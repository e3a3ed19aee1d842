//! `floodwatch`: flood-risk assessments for map locations from the command line.

use clap::{Parser, Subcommand};
use floodwatch_common::Coordinate;
use floodwatch_predict::AssessmentRequester;
use floodwatch_runner::render::{render_json, render_panel};
use floodwatch_runner::selector::parse_clicks;
use floodwatch_runner::{
    logging, AssessmentBoard, DisplayedAssessment, FloodwatchConfig, LocationSelector, MapClick,
    Overrides, Result,
};
use std::path::PathBuf;
use std::process::ExitCode;
use std::sync::Arc;
use tracing::{debug, info, warn};

#[derive(Parser, Debug)]
#[command(name = "floodwatch", version, about = "Flood-risk assessment for map locations")]
struct Cli {
    /// YAML configuration file.
    #[arg(long, global = true)]
    config: Option<PathBuf>,

    /// Base URL of the prediction service.
    #[arg(long, global = true)]
    base_url: Option<String>,

    /// Request timeout in milliseconds (default: transport default).
    #[arg(long, global = true)]
    timeout_ms: Option<u64>,

    /// Seed for demo-mode values.
    #[arg(long, global = true)]
    seed: Option<u64>,

    /// Print JSON instead of a text panel.
    #[arg(long, global = true)]
    json: bool,

    /// Enable debug logging.
    #[arg(short, long, global = true)]
    verbose: bool,

    #[command(subcommand)]
    command: Command,
}

#[derive(Subcommand, Debug)]
enum Command {
    /// Assess a single location.
    Assess {
        /// Latitude in degrees (-90 to 90).
        #[arg(allow_negative_numbers = true)]
        lat: f64,
        /// Longitude in degrees (-180 to 180).
        #[arg(allow_negative_numbers = true)]
        lon: f64,
    },
    /// Replay a sequence of clicks (`lat,lon` per line) without waiting
    /// between them.
    Clicks {
        /// Click file; reads stdin when omitted.
        file: Option<PathBuf>,
    },
}

fn main() -> ExitCode {
    let cli = Cli::parse();
    match run(cli) {
        Ok(()) => ExitCode::SUCCESS,
        Err(e) => {
            eprintln!("error: {}", e);
            ExitCode::FAILURE
        }
    }
}

fn run(cli: Cli) -> Result<()> {
    logging::init_logging(cli.verbose)?;
    floodwatch_metrics::describe_metrics();

    let config = match &cli.config {
        Some(path) => FloodwatchConfig::load(path)?,
        None => FloodwatchConfig::default(),
    };
    let config = config.with_overrides(&Overrides {
        base_url: cli.base_url.clone(),
        timeout_ms: cli.timeout_ms,
        seed: cli.seed,
    });

    let requester = Arc::new(config.build_requester()?);
    info!(endpoint = %requester.endpoint(), "Using prediction service");

    let clicks = match &cli.command {
        Command::Assess { lat, lon } => {
            // Typed coordinates must already be valid; only widget clicks wrap.
            Coordinate::new(*lat, *lon)?;
            vec![MapClick::new(*lat, *lon)]
        }
        Command::Clicks { file } => {
            let text = match file {
                Some(path) => std::fs::read_to_string(path)?,
                None => std::io::read_to_string(std::io::stdin())?,
            };
            parse_clicks(&text)?
        }
    };

    let runtime = tokio::runtime::Builder::new_current_thread()
        .enable_all()
        .build()?;
    runtime.block_on(replay(requester, clicks, cli.json))
}

/// Fire every click, print board updates as they land, then the final result.
async fn replay(requester: Arc<AssessmentRequester>, clicks: Vec<MapClick>, json: bool) -> Result<()> {
    let board = AssessmentBoard::new();
    let selector = LocationSelector::new(Arc::clone(&requester), board.clone());
    let mut updates = board.subscribe();

    let handles: Vec<_> = clicks
        .into_iter()
        .filter_map(|click| selector.on_click(click))
        .collect();
    let single = handles.len() == 1;

    let mut all_done = tokio::spawn(async move {
        for handle in handles {
            handle.join().await;
        }
    });

    // With a single click the final print below is enough.
    let mut joined = false;
    if !single {
        loop {
            tokio::select! {
                changed = updates.changed() => {
                    if changed.is_err() {
                        break;
                    }
                    let shown = updates.borrow_and_update().clone();
                    if let Some(shown) = shown {
                        print_displayed(&shown, json)?;
                    }
                }
                done = &mut all_done => {
                    if let Err(err) = done {
                        warn!(%err, "Replay task failed");
                    }
                    joined = true;
                    break;
                }
            }
        }
    }
    if !joined {
        if let Err(err) = all_done.await {
            warn!(%err, "Replay task failed");
        }
    }

    let stats = requester.stats();
    debug!(served = stats.served, substituted = stats.substituted, "Replay finished");

    match board.current() {
        Some(shown) => {
            if !single {
                println!("== displayed ==");
            }
            print_displayed(&shown, json)?;
            if board.is_stale() {
                println!(
                    "  (result from click #{}; click #{} finished earlier)",
                    shown.click,
                    board.latest_click()
                );
            }
        }
        None => println!("No location selected."),
    }
    Ok(())
}

fn print_displayed(shown: &DisplayedAssessment, json: bool) -> Result<()> {
    if json {
        let line = render_json(shown).map_err(std::io::Error::from)?;
        println!("{}", line);
    } else {
        print!("{}", render_panel(shown));
    }
    Ok(())
}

▬▬▬

§ **HOW TO COMPLETE THIS TASK**:
What are the lines, exactly as written above, from the line with "use std::process::ExitCode;" to the line with "(default: transport default).", both included? Output only those.

§ **ANSWER SPACE**:
use std::process::ExitCode;
use std::sync::Arc;
use tracing::{debug, info, warn};

#[derive(Parser, Debug)]
#[command(name = "floodwatch", version, about = "Flood-risk assessment for map locations")]
struct Cli {
    /// YAML configuration file.
    #[arg(long, global = true)]
    config: Option<PathBuf>,

    /// Base URL of the prediction service.
    #[arg(long, global = true)]
    base_url: Option<String>,

    /// Request timeout in milliseconds (default: transport default).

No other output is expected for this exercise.